Николай Рерих - [38]
Здесь для художника слились отзвуки романского зодчества времен дотатарских, когда Россия была больше слита с Западом, чем отъединена от него, с языческим воспеванием природы.
От Юрьева-Польского недалеко озеро Неро, в котором отразились башни и стены Ростова — не того, что недавно вырос на Дону, а того, что еще в двенадцатом веке назывался Великим.
Возле города — деревянная церковь, которая, по преданию, приплыла по реке Ишне и встала на берегу, как обсохшая барка. Возле города — Саровское городище, куда возвращается снова и снова археолог Рерих. В самом городе, в его монастыре-кремле — Спас-на-Сенях, башни, повороты стен, паперти. Все это художник пишет спокойно-безлюдным, могучим, более тяжелым, чем видится другим; словно принадлежит Ростов не радостному в своем искусстве семнадцатому веку, но векам более ранним, торжественно суровым.

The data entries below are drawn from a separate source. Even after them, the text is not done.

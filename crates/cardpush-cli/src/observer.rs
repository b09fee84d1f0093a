//! Import progress reporting
//!
//! Core components never log progress themselves. They report to an
//! [`ImportObserver`] handed in by the caller, which decides whether the
//! events become log lines, a progress bar, or nothing at all.

use crate::error::CliError;
use crate::progress;
use crate::upload::{RunState, UploadSummary};
use indicatif::ProgressBar;
use std::sync::OnceLock;
use std::time::Duration;
use tracing::{debug, info, trace, warn};

/// Receives progress events from an import run
///
/// Every method defaults to doing nothing. Indices are 0-based.
pub trait ImportObserver: Send + Sync {
    fn state_changed(&self, _state: &RunState) {}

    /// Record blocks found in the input file
    fn records_found(&self, _count: usize) {}

    /// Informational counts after the selection policy ran
    fn records_selected(&self, _selected: usize, _with_email: usize, _found: usize) {}

    fn upload_started(&self, _index: usize, _total: usize) {}

    fn upload_succeeded(&self, _index: usize, _total: usize) {}

    /// A batch boundary was reached before uploading `_next_index`
    fn cooldown_started(&self, _duration: Duration, _next_index: usize) {}

    fn upload_failed(&self, _index: usize, _total: usize, _error: &CliError) {}

    /// Every item was uploaded
    fn finished(&self, _summary: &UploadSummary) {}
}

/// Ignores every event
pub struct NoopObserver;

impl ImportObserver for NoopObserver {}

/// Turns events into `tracing` records
pub struct TracingObserver;

impl ImportObserver for TracingObserver {
    fn state_changed(&self, state: &RunState) {
        trace!(%state, "Import state changed");
    }

    fn records_found(&self, count: usize) {
        info!(count, "Found contact records");
    }

    fn records_selected(&self, selected: usize, with_email: usize, found: usize) {
        info!(selected, with_email, found, "Selected contacts for upload");
    }

    fn upload_started(&self, index: usize, total: usize) {
        info!("Uploading {} of {}", index + 1, total);
    }

    fn upload_succeeded(&self, index: usize, total: usize) {
        debug!(order = index + 1, total, "Contact created");
    }

    fn cooldown_started(&self, duration: Duration, next_index: usize) {
        info!(
            next = next_index + 1,
            cooldown = %progress::format_duration(duration),
            "Batch complete, cooling down"
        );
    }

    fn upload_failed(&self, index: usize, total: usize, error: &CliError) {
        warn!(order = index + 1, total, error = %error, "Upload aborted");
    }

    fn finished(&self, summary: &UploadSummary) {
        info!(uploaded = summary.uploaded, cooldowns = summary.cooldowns, "All done");
    }
}

/// Draws an upload progress bar and forwards events to [`TracingObserver`]
#[derive(Default)]
pub struct ProgressObserver {
    spinner: OnceLock<ProgressBar>,
    bar: OnceLock<ProgressBar>,
}

impl ProgressObserver {
    pub fn new() -> Self {
        Self::default()
    }

    fn clear_spinner(&self) {
        if let Some(spinner) = self.spinner.get().filter(|s| !s.is_finished()) {
            spinner.finish_and_clear();
        }
    }

    fn bar(&self, index: usize, total: usize) -> &ProgressBar {
        self.bar.get_or_init(|| {
            let pb = progress::create_upload_progress(total as u64, "Uploading contacts");
            pb.set_position(index as u64);
            pb
        })
    }
}

impl ImportObserver for ProgressObserver {
    fn state_changed(&self, state: &RunState) {
        match state {
            RunState::Extracting | RunState::GeneratingIds => {
                self.spinner
                    .get_or_init(|| progress::create_spinner("Reading contacts..."))
                    .set_message(format!("{}...", state));
            },
            state if state.is_terminal() => {
                self.clear_spinner();
                // `Done` is followed by `finished`, which closes the bar itself.
                if let RunState::Failed(_) = state {
                    if let Some(pb) = self.bar.get().filter(|pb| !pb.is_finished()) {
                        pb.abandon();
                    }
                }
            },
            _ => self.clear_spinner(),
        }
        TracingObserver.state_changed(state);
    }

    fn records_found(&self, count: usize) {
        TracingObserver.records_found(count);
    }

    fn records_selected(&self, selected: usize, with_email: usize, found: usize) {
        self.clear_spinner();
        TracingObserver.records_selected(selected, with_email, found);
    }

    fn upload_started(&self, index: usize, total: usize) {
        self.bar(index, total).set_message(format!("Uploading {} of {}", index + 1, total));
    }

    fn upload_succeeded(&self, index: usize, total: usize) {
        self.bar(index, total).set_position(index as u64 + 1);
    }

    fn cooldown_started(&self, duration: Duration, next_index: usize) {
        if let Some(pb) = self.bar.get() {
            pb.set_message(format!(
                "Cooling down for {} before #{}",
                progress::format_duration(duration),
                next_index + 1
            ));
        }
        TracingObserver.cooldown_started(duration, next_index);
    }

    fn upload_failed(&self, index: usize, total: usize, error: &CliError) {
        if let Some(pb) = self.bar.get() {
            pb.abandon_with_message(format!("Failed at {} of {}", index + 1, total));
        }
        TracingObserver.upload_failed(index, total, error);
    }

    fn finished(&self, summary: &UploadSummary) {
        if let Some(pb) = self.bar.get() {
            pb.finish_with_message("All done");
        }
        TracingObserver.finished(summary);
    }
}

#[cfg(test)]
#[allow(clippy::unwrap_used, clippy::expect_used)]
mod tests {
    use super::*;

    #[test]
    fn test_progress_observer_tracks_position() {
        let observer = ProgressObserver::new();
        observer.upload_started(4, 10);
        observer.upload_succeeded(4, 10);
        observer.upload_started(5, 10);
        observer.upload_succeeded(5, 10);

        let pb = observer.bar.get().unwrap();
        assert_eq!(pb.length(), Some(10));
        assert_eq!(pb.position(), 6);

        observer.finished(&UploadSummary {
            total: 10,
            start_index: 4,
            uploaded: 2,
            cooldowns: 0,
        });
        assert!(pb.is_finished());
    }

    #[test]
    fn test_spinner_cleared_once_uploads_start() {
        let observer = ProgressObserver::new();
        observer.state_changed(&RunState::Extracting);
        observer.state_changed(&RunState::GeneratingIds);
        assert!(!observer.spinner.get().unwrap().is_finished());

        observer.state_changed(&RunState::Uploading(0));
        assert!(observer.spinner.get().unwrap().is_finished());
    }

    #[test]
    fn test_spinner_cleared_when_records_selected() {
        let observer = ProgressObserver::new();
        observer.state_changed(&RunState::Extracting);
        observer.records_selected(2, 1, 3);
        assert!(observer.spinner.get().unwrap().is_finished());
        assert!(observer.bar.get().is_none());
    }

    #[test]
    fn test_failed_state_stops_spinner_and_bar() {
        let observer = ProgressObserver::new();
        observer.state_changed(&RunState::GeneratingIds);
        observer.state_changed(&RunState::Failed(2));
        assert!(observer.spinner.get().unwrap().is_finished());

        let observer = ProgressObserver::new();
        observer.upload_started(0, 3);
        observer.state_changed(&RunState::Failed(0));
        assert!(observer.bar.get().unwrap().is_finished());
    }

    #[test]
    fn test_progress_observer_without_uploads_has_no_bar() {
        let observer = ProgressObserver::new();
        observer.finished(&UploadSummary::default());
        assert!(observer.bar.get().is_none());
    }
}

Москва неизбежна в этих путешествиях по святым местам старой Руси. Художнику часто приходится бывать там. Художник останавливается в «Славянском базаре» — «Bazare de Slave» на Никольской, неподалеку от Красной площади. Он видит суетность торговых улиц, Иверской часовни с деловитыми монахами, голубями, лихачами, здания Думы и Исторического музея, новенькая симметричность которых так суха и плоска рядом с Василием Блаженным. Он пишет не это новое — но каменный Кремль и панораму Замоскворечья. Город — гнездо на семи холмах, город-венец, возникший из деревянного городища. Художник может повторить фразу Бенуа: «За деревьями, бронзами и вазами Версаля я как-то перестал видеть наши улицы, городовых, мясников и хулиганов» — только Версаль заменить Ярославлем и Москвой, бронзы — куполами, вазы — фресками.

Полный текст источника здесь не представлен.